The latest damage sent a large chunk of Centerline Road down the hillside and forced officials to close one lane of traffic in the area. The project was finally approved by FHA a few months ago, and DPW recently awarded the estimated $1 million contract to Island Roads, according to CBCC President Sharon Coldren.
“The federal money has been approved and Island Roads is the contractor who was selected,” said Coldren. “Commissioner Smalls plans to issue the notice to proceed within 30 days. The timing of the work, however, remained vague.”
It seems likely, according to Coldren, that Island Roads will have to submit applications for permits from Department of Planning and Natural Resources before proceeding with the Centerline Road project, which includes three separate areas.
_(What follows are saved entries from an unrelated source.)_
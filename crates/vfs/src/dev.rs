//! 设备号编解码（与 Linux `makedev`/`major`/`minor` 的 64 位编码一致）

/// 由主、次设备号构造设备号
pub const fn makedev(major: u32, minor: u32) -> u64 {
    let major = major as u64;
    let minor = minor as u64;
    ((major & 0xffff_f000) << 32)
        | ((major & 0x0000_0fff) << 8)
        | ((minor & 0xffff_ff00) << 12)
        | (minor & 0x0000_00ff)
}

/// 提取主设备号
pub const fn major(dev: u64) -> u32 {
    (((dev >> 32) & 0xffff_f000) | ((dev >> 8) & 0x0000_0fff)) as u32
}

/// 提取次设备号
pub const fn minor(dev: u64) -> u32 {
    (((dev >> 12) & 0xffff_ff00) | (dev & 0x0000_00ff)) as u32
}

/// 字符设备主设备号
pub mod chrdev_major {
    /// 内存设备（null / zero / random）
    pub const MEM: u32 = 1;
    /// 控制台
    pub const CONSOLE: u32 = 5;
}

/// `MEM` 主设备号下的次设备号
pub mod mem_minor {
    /// /dev/null
    pub const NULL: u32 = 3;
    /// /dev/zero
    pub const ZERO: u32 = 5;
    /// /dev/random
    pub const RANDOM: u32 = 8;
    /// /dev/urandom
    pub const URANDOM: u32 = 9;
}
use std::sync::Arc;

use vfs::{Dirent, FsError, OpenFlags, SeekWhence};

mod common;
use common::{IOCTL_MAGIC, mode, setup};

fn rw() -> OpenFlags {
    OpenFlags::O_RDWR
}

#[test]
fn test_open_create_and_excl() {
    let (vfs, _) = setup();
    assert_eq!(
        vfs.open("/new", rw(), mode(0o644)).unwrap_err(),
        FsError::NotFound
    );

    let file = vfs
        .open("/new", rw() | OpenFlags::O_CREAT, mode(0o644))
        .unwrap();
    assert!(file.readable() && file.writable());
    assert_eq!(file.position(), 0);
    vfs.close(&file).unwrap();

    assert_eq!(
        vfs.open("/new", rw() | OpenFlags::O_CREAT | OpenFlags::O_EXCL, mode(0o644))
            .unwrap_err(),
        FsError::AlreadyExists
    );
    let again = vfs.open("/new", rw() | OpenFlags::O_CREAT, mode(0o644)).unwrap();
    vfs.close(&again).unwrap();
}

#[test]
fn test_open_rejects_bad_modes() {
    let (vfs, _) = setup();
    vfs.mkdir("/d", mode(0o755)).unwrap();
    vfs.create("/f", mode(0o644)).unwrap();

    assert_eq!(
        vfs.open("/d", OpenFlags::O_WRONLY, mode(0)).unwrap_err(),
        FsError::IsDirectory
    );
    assert_eq!(
        vfs.open("/f", OpenFlags::O_ACCMODE, mode(0)).unwrap_err(),
        FsError::InvalidArgument
    );
    assert_eq!(
        vfs.open("/f", OpenFlags::O_RDONLY | OpenFlags::O_DIRECTORY, mode(0))
            .unwrap_err(),
        FsError::NotDirectory
    );
    // 失败的 open 不留下引用
    assert_eq!(vfs.resolve("/f").unwrap().inode().ref_count(), 1);
}

#[test]
fn test_read_write_seek() {
    let (vfs, memfs) = setup();
    let file = vfs
        .open("/data", rw() | OpenFlags::O_CREAT, mode(0o644))
        .unwrap();
    assert_eq!(vfs.write(&file, b"hello world").unwrap(), 11);
    assert_eq!(file.position(), 11);

    let inode = vfs.resolve("/data").unwrap().inode().clone();
    assert_eq!(inode.size(), 11);
    assert_eq!(memfs.last().contents(inode.id().index), b"hello world");

    assert_eq!(vfs.seek(&file, 6, SeekWhence::Set).unwrap(), 6);
    let mut buf = [0u8; 32];
    let n = vfs.read(&file, &mut buf).unwrap();
    assert_eq!(&buf[..n], b"world");
    assert_eq!(vfs.read(&file, &mut buf).unwrap(), 0);

    assert_eq!(vfs.seek(&file, -5, SeekWhence::End).unwrap(), 6);
    assert_eq!(vfs.seek(&file, 2, SeekWhence::Cur).unwrap(), 8);
    assert_eq!(
        vfs.seek(&file, 1, SeekWhence::End).unwrap_err(),
        FsError::InvalidArgument
    );
    assert_eq!(
        vfs.seek(&file, -1, SeekWhence::Set).unwrap_err(),
        FsError::InvalidArgument
    );
    assert_eq!(file.position(), 8);
    vfs.close(&file).unwrap();
}

#[test]
fn test_capabilities_enforced() {
    let (vfs, _) = setup();
    vfs.create("/f", mode(0o644)).unwrap();
    let ro = vfs.open("/f", OpenFlags::O_RDONLY, mode(0)).unwrap();
    let wo = vfs.open("/f", OpenFlags::O_WRONLY, mode(0)).unwrap();

    assert_eq!(vfs.write(&ro, b"x").unwrap_err(), FsError::BadFileDescriptor);
    let mut buf = [0u8; 4];
    assert_eq!(
        vfs.read(&wo, &mut buf).unwrap_err(),
        FsError::BadFileDescriptor
    );
    assert_eq!(vfs.truncate(&ro, 0).unwrap_err(), FsError::InvalidArgument);

    vfs.close(&ro).unwrap();
    vfs.close(&wo).unwrap();
    assert_eq!(vfs.read(&ro, &mut buf).unwrap_err(), FsError::BadFileDescriptor);
    assert_eq!(vfs.close(&ro).unwrap_err(), FsError::BadFileDescriptor);
}

#[test]
fn test_append_mode() {
    let (vfs, _) = setup();
    let f = vfs
        .open("/log", rw() | OpenFlags::O_CREAT, mode(0o644))
        .unwrap();
    vfs.write(&f, b"abc").unwrap();

    let app = vfs
        .open("/log", OpenFlags::O_WRONLY | OpenFlags::O_APPEND, mode(0))
        .unwrap();
    assert_eq!(app.position(), 3);
    vfs.write(&f, b"XYZW").unwrap();
    vfs.write(&app, b"!").unwrap();
    assert_eq!(app.position(), 8);

    vfs.seek(&f, 0, SeekWhence::Set).unwrap();
    let mut buf = [0u8; 16];
    let n = vfs.read(&f, &mut buf).unwrap();
    assert_eq!(&buf[..n], b"abcXYZW!");
    vfs.close(&f).unwrap();
    vfs.close(&app).unwrap();
}

#[test]
fn test_n_opens_free_once_at_last_close() {
    let (vfs, _) = setup();
    vfs.create("/victim", mode(0o644)).unwrap();
    let inode = vfs.resolve("/victim").unwrap().inode().clone();
    let id = inode.id();

    let files: Vec<_> = (0..3)
        .map(|_| vfs.open("/victim", OpenFlags::O_RDONLY, mode(0)).unwrap())
        .collect();
    assert_eq!(inode.ref_count(), 4);

    vfs.unlink("/victim").unwrap();
    assert_eq!(vfs.resolve("/victim").unwrap_err(), FsError::NotFound);
    assert_eq!(inode.ref_count(), 3);

    for (i, file) in files.iter().enumerate() {
        assert!(!inode.is_freed(), "freed early at close {i}");
        assert!(vfs.inode_store().contains(id));
        vfs.close(file).unwrap();
    }
    assert!(inode.is_freed());
    assert_eq!(inode.ref_count(), 0);
    assert!(!vfs.inode_store().contains(id));
}

#[test]
fn test_dup_and_clone() {
    let (vfs, _) = setup();
    let f = vfs
        .open("/f", rw() | OpenFlags::O_CREAT, mode(0o644))
        .unwrap();
    vfs.write(&f, b"0123456789").unwrap();
    let inode = vfs.resolve("/f").unwrap().inode().clone();
    assert_eq!(inode.ref_count(), 2);

    let d = vfs.dup(&f).unwrap();
    assert!(Arc::ptr_eq(&d, &f));
    assert_eq!(f.ref_count(), 2);
    assert_eq!(inode.ref_count(), 2);

    vfs.seek(&f, 4, SeekWhence::Set).unwrap();
    let c = vfs.clone_file(&f).unwrap();
    assert!(!Arc::ptr_eq(&c, &f));
    assert_eq!(c.position(), 4);
    assert_eq!(c.flags(), f.flags());
    assert_eq!(inode.ref_count(), 3);

    // 克隆出来的句柄有独立的位置
    let mut buf = [0u8; 2];
    vfs.read(&c, &mut buf).unwrap();
    assert_eq!(&buf, b"45");
    assert_eq!(f.position(), 4);

    vfs.close(&d).unwrap();
    assert_eq!(inode.ref_count(), 3);
    vfs.close(&f).unwrap();
    assert_eq!(inode.ref_count(), 2);
    vfs.close(&c).unwrap();
    assert_eq!(inode.ref_count(), 1);
    assert!(!inode.is_freed());
    assert_eq!(vfs.dup(&f).unwrap_err(), FsError::BadFileDescriptor);
}

#[test]
fn test_truncate_by_rewrite() {
    let (vfs, memfs) = setup();
    let f = vfs
        .open("/t", rw() | OpenFlags::O_CREAT, mode(0o644))
        .unwrap();
    vfs.write(&f, b"abcdef").unwrap();
    let inode = vfs.resolve("/t").unwrap().inode().clone();
    let index = inode.id().index;

    // 扩展：补零
    vfs.truncate(&f, 8).unwrap();
    assert_eq!(inode.size(), 8);
    assert_eq!(memfs.last().contents(index), b"abcdef\0\0");
    assert_eq!(f.position(), 6);

    // 缩短：读取以新长度为界
    vfs.truncate(&f, 3).unwrap();
    assert_eq!(inode.size(), 3);
    vfs.seek(&f, 0, SeekWhence::Set).unwrap();
    let mut buf = [0u8; 16];
    let n = vfs.read(&f, &mut buf).unwrap();
    assert_eq!(&buf[..n], b"abc");
    vfs.close(&f).unwrap();

    let dir = vfs.open("/", OpenFlags::O_RDONLY, mode(0)).unwrap();
    assert_eq!(vfs.truncate(&dir, 0).unwrap_err(), FsError::InvalidArgument);
    vfs.close(&dir).unwrap();
}

#[test]
fn test_open_trunc() {
    let (vfs, _) = setup();
    let f = vfs
        .open("/t", rw() | OpenFlags::O_CREAT, mode(0o644))
        .unwrap();
    vfs.write(&f, b"abcdef").unwrap();
    vfs.close(&f).unwrap();

    let f = vfs
        .open("/t", OpenFlags::O_WRONLY | OpenFlags::O_TRUNC, mode(0))
        .unwrap();
    assert_eq!(vfs.resolve("/t").unwrap().inode().size(), 0);
    vfs.close(&f).unwrap();
}

#[test]
fn test_ioctl_falls_back_to_inode() {
    let (vfs, _) = setup();
    let f = vfs
        .open("/i", rw() | OpenFlags::O_CREAT, mode(0o644))
        .unwrap();
    let index = vfs.resolve("/i").unwrap().inode().id().index;
    assert_eq!(vfs.ioctl(&f, IOCTL_MAGIC, 0).unwrap(), index as isize);
    assert_eq!(vfs.ioctl(&f, 1, 0).unwrap_err(), FsError::NotSupported);
    vfs.close(&f).unwrap();
}

#[test]
fn test_directory_reader() {
    let (vfs, _) = setup();
    vfs.mkdir("/d", mode(0o755)).unwrap();
    vfs.create("/d/one", mode(0o644)).unwrap();
    vfs.mkdir("/d/two", mode(0o755)).unwrap();
    vfs.mount("ram1", "/d/mnt", "memfs").unwrap();

    let dir = vfs.open("/d", OpenFlags::O_RDONLY, mode(0)).unwrap();
    let d_inode = vfs.resolve("/d").unwrap().inode().clone();
    let root_id = vfs.root().unwrap().inode().id();

    let mut names = Vec::new();
    let mut buf = [0u8; Dirent::SIZE];
    loop {
        match vfs.read(&dir, &mut buf) {
            Ok(n) => {
                assert_eq!(n, Dirent::SIZE);
                let entry = Dirent::read_from(&buf).unwrap();
                if entry.name() == "." {
                    assert_eq!(entry.d_ino, d_inode.id().index);
                }
                if entry.name() == ".." {
                    assert_eq!(entry.d_ino, root_id.index);
                }
                names.push(entry.name().to_string());
            }
            Err(e) => {
                assert_eq!(e, FsError::NotFound);
                break;
            }
        }
    }
    assert_eq!(names, [".", "..", "one", "two", "mnt"]);
    assert_eq!(dir.position(), 5);

    let mut small = [0u8; 8];
    vfs.seek(&dir, 0, SeekWhence::Set).unwrap();
    assert_eq!(
        vfs.read(&dir, &mut small).unwrap_err(),
        FsError::InvalidArgument
    );
    vfs.close(&dir).unwrap();
}

#[test]
fn test_directory_reader_keeps_long_names() {
    let (vfs, _) = setup();
    vfs.mkdir("/d", mode(0o755)).unwrap();
    let long = "x".repeat(100);
    // 多字节字符跨过旧的截断位置
    let wide = "é".repeat(100);
    let max = "m".repeat(vfs::config::NAME_MAX);
    for name in [&long, &wide, &max] {
        vfs.create(&format!("/d/{name}"), mode(0o644)).unwrap();
    }

    let dir = vfs.open("/d", OpenFlags::O_RDONLY, mode(0)).unwrap();
    let mut buf = [0u8; Dirent::SIZE];
    let mut names = Vec::new();
    while let Ok(n) = vfs.read(&dir, &mut buf) {
        assert_eq!(n, Dirent::SIZE);
        names.push(Dirent::read_from(&buf).unwrap().name().to_string());
    }
    vfs.close(&dir).unwrap();

    for name in [&long, &wide, &max] {
        assert!(names.contains(name), "{} bytes missing", name.len());
        assert!(vfs.resolve(&format!("/d/{name}")).is_ok());
    }
}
DPW officials, however, previously said that the contractor will take emergency actions in the most severely damaged section near Estate Upper Carolina.
At the August 20 meeting Smalls confirmed that the project will be completed by March and that Centerline Road will not be closed during the construction phase, according to CBCC officials.
“The work will be ongoing, but we didn’t get any time frames,” said Coldren. “The commissioner did say that Island Roads might even mobilize equipment out here before the starting date.”
Residents at least week’s meeting also questioned the DPW Commissioner about the lack of VITRAN bus service on the island.
“The commissioner promised to have a bus back up and running right away and he explained that the purchase of new buses is an ongoing project which will be a while,” said Coldren.
New buses must be custom made to conform with the Virgin Islands’ left lane driving, which sends the cost of the vehicles skyrocketing, Coldren explained.
VITRAN stopped weekend and holiday service due to low ridership Smalls explained at the meeting, Coldren added.
“The commissioner also said that the reason we don’t have service on weekends is that the ride was only taking in $25 to $60 a day and that didn’t even pay for gas and he has to have four people mobilized to run the route,” said the CBCC president.
When asked by John’s Folly Learning Institute Director Alvis Christian about the possibility of supplying bus service on Labor Day for the annual Coral Bay celebration, the DPW Commissioner didn’t make any promises, according to residents at last week’s CBCC meeting.
DPW officials announced they had awarded a contract to Better Roads to pave the final section of Bordeaux Mountain Road, according to residents who attended the August 20 meeting.
About $750,000 has been authorized for survey and preliminary engineering work on Kingshill Road, Small explained at the meeting, according to Coldren.
“The commissioner said that the $750,000 that had been authorized for Kingshill Road would only cover doing some survey work and preliminary engineering because it would take several million dollars to redo that road in order to meet Federal Highway standards,” said Coldren. “You have an historic road that was not intended for modern vehicles which has been grand-fathered into the system and, in order to bring it into modern use, has to be completely redesigned.”
As a board member of the V.I. Waste Management Authority, Smalls also asked residents to suggest possible alternative spaces to relocate the Coral Bay main dumpsters, Coldren explained.
“Commissioner Smalls asked if anyone had land in the room who would like to suggest for this site as all which have been suggested so far did not meet one criteria or another,” said the CBCC president.
Smalls also discussed DPW’s budget situation which has been pinched from around $28 million in 2009 to around $19.6 million last year, according to residents.
CBCC officials and Coral Bay residents at last week’s meeting also took time to thank DPW officials for their contributions to recent stormwater improvements, Coldren explained.
“I stood up and thanked DPW and acknowledged their partnership in our NOAA ARRA and EPA grants which brought more than $2 million in stormwater improvements to St. John,” said Coldren. “We’ve been working with Dale Brathwaite on some new experimental projects as well as continued stormwater management.”
Residents at the meeting also applauded two main projects DPW has completed in recent years, Coldren added.
“We acknowledged two improvements within the administration: striping Centerline Road so it is safe to drive at night from Cruz Bay to Coral Bay and the roadside clearing which improves sight distance around our blind curves and makes it easier for cars and pedestrians,” she said. “There were rounds of strong applause for all of those accomplishments.”